American writer (born 1975)

Christopher Bollen (born November 26, 1975) is an American novelist and magazine writer/editor who lives in New York City.

Describing his novels, The Daily Telegraph notes that "Bollen writes expansive, psychologically probing novels in the manner of Updike, Eugenides and Franzen, but he is also an avowed disciple of Agatha Christie."

==Early life==
Bollen grew up in Cincinnati, where he graduated from St. Xavier High School in 1994. He graduated Phi Beta Kappa from Columbia University in 1998.

==Career==
Bollen was the editor-in-chief of Interview from early 2008 to mid-2009, after serving as editor-in-chief of V. After stepping down as editor-in-chief, he continued on as editor-at-large of Interview.

Bollen also writes about art and culture at other publications like Artforum and The New York Times.

===Novels===
Bollen published his first novel, Lightning People, in 2011. Lightning People is about downtown New York City in 2007.

His second novel is titled Orient, a thriller published in May 2015 by HarperCollins named after Orient, New York (the tip of the North Fork of Long Island). The Los Angeles Times writes that Orient "might well be this summer's most ambitious thriller or this summer's most thrilling work of literary fiction." The Times further describes it as a "juicy mystery at the tip of Long Island at summer's end, when the season's fleeting pleasures have blown away, revealing the fractured and fractious year-round community that remains behind when the casual visitors have returned to the relative safety of New York City."

Bollen's third novel, The Destroyers, was published on June 27, 2017, by HarperCollins. It is set on the island of Patmos, Greece, where the Book of Revelation was thought to be written and was describing by The New York Times as "evoking a seductive mood of longing mixed with regret." It was honoured with The Fitzgerald Award in France. His fourth novel, A Beautiful Crime, was published in January 2020 by HarperCollins. The novel deals with two young gay men involved in a heist in contemporary Venice, Italy. It was a Best Book of the year 2020 by Oprah Magazine. The novel went on to be a finalist for the 2020 Los Angeles Times Book Prize.

Bollen's short story "SWAJ", a queer retelling of Peter Benchley's Jaws published in the Brooklyn Rail, was selected for inclusion in 2021's The Best American Mystery and Suspense.

Bollen's fifth novel, The Lost Americans, was published in March 2023 by HarperCollins. Set in Cairo, it deals with the mysterious death of a weapons defense contractor and his sister's attempt to solve the mystery of his murder. Bollen's portrayal of a gay Egyptian character during the current political climate received particular praise. New York Times called it "sobering, shocking," "gripping and genuinely moving. The novel was a finalist for the 2024 Joseph Hansen Award for LGBTQ Crime Writing.
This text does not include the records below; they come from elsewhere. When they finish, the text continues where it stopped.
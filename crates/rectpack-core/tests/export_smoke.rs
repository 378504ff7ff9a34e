use rectpack_core::prelude::*;
use rectpack_core::{to_json_array, to_json_hash};

#[test]
fn export_json_array_and_hash() {
    let sizes = [(16, 16), (8, 8)];
    let out = pack_sizes(&sizes, &PackerConfig::default()).unwrap();
    let keys = vec!["hero.png", "coin.png"];

    let arr = to_json_array(&out, keys.as_slice());
    assert_eq!(arr["width"], out.width);
    assert_eq!(arr["rects"].as_array().unwrap().len(), 2);
    assert_eq!(arr["rects"][0]["key"], "hero.png");
    assert_eq!(arr["rects"][1]["w"], 8);
    assert_eq!(arr["hint"], "area");

    let hash = to_json_hash(&out, keys.as_slice());
    assert!(hash["frames"].get("coin.png").is_some());
    assert_eq!(hash["size"]["h"], out.height);
}

#[test]
fn missing_keys_fall_back_to_id() {
    let out = pack_sizes(&[(2, 2), (1, 1)], &PackerConfig::default()).unwrap();
    let hash = to_json_hash::<String>(&out, &[]);
    assert!(hash["frames"].get("0").is_some());
    assert!(hash["frames"].get("1").is_some());
}

#[test]
fn result_round_trips_through_serde() {
    let out = pack_sizes(&[(5, 3), (2, 9)], &PackerConfig::default()).unwrap();
    let text = serde_json::to_string(&out).unwrap();
    let back: PackingResult = serde_json::from_str(&text).unwrap();
    assert_eq!(out, back);
}

#[test]
fn repeated_hash_keys_keep_first_frame() {
    // rect 1 has no name and falls back to "1", which rect 0 already uses
    let out = pack_sizes(&[(6, 6), (2, 2)], &PackerConfig::default()).unwrap();
    let hash = to_json_hash(&out, ["1"].as_slice());
    let frames = hash["frames"].as_object().unwrap();
    assert_eq!(frames.len(), 1);
    assert_eq!(frames["1"]["w"], 6);

    // the array export keeps both
    let arr = to_json_array(&out, ["1"].as_slice());
    assert_eq!(arr["rects"].as_array().unwrap().len(), 2);
}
Bollen was a jurist for the 2023 PEN/Faulker Award for Fiction, won by Yiyun Li

Bollen's sixth novel, Havoc, was published in December 2024 HarperCollins. It revolves around the deteriorating sanity of an 81-year-old American widow in a hotel in Luxor, Egypt during the end of the pandemic. She develops an acrimonious relationship with an 8-year-old boy that leads to murder. Havoc was a best thriller of 2024 by the New York Times. The novel was a finalist for the 2025 Los Angeles Times Book Prize and won the Ohioana Library's Ohio Book Award for fiction.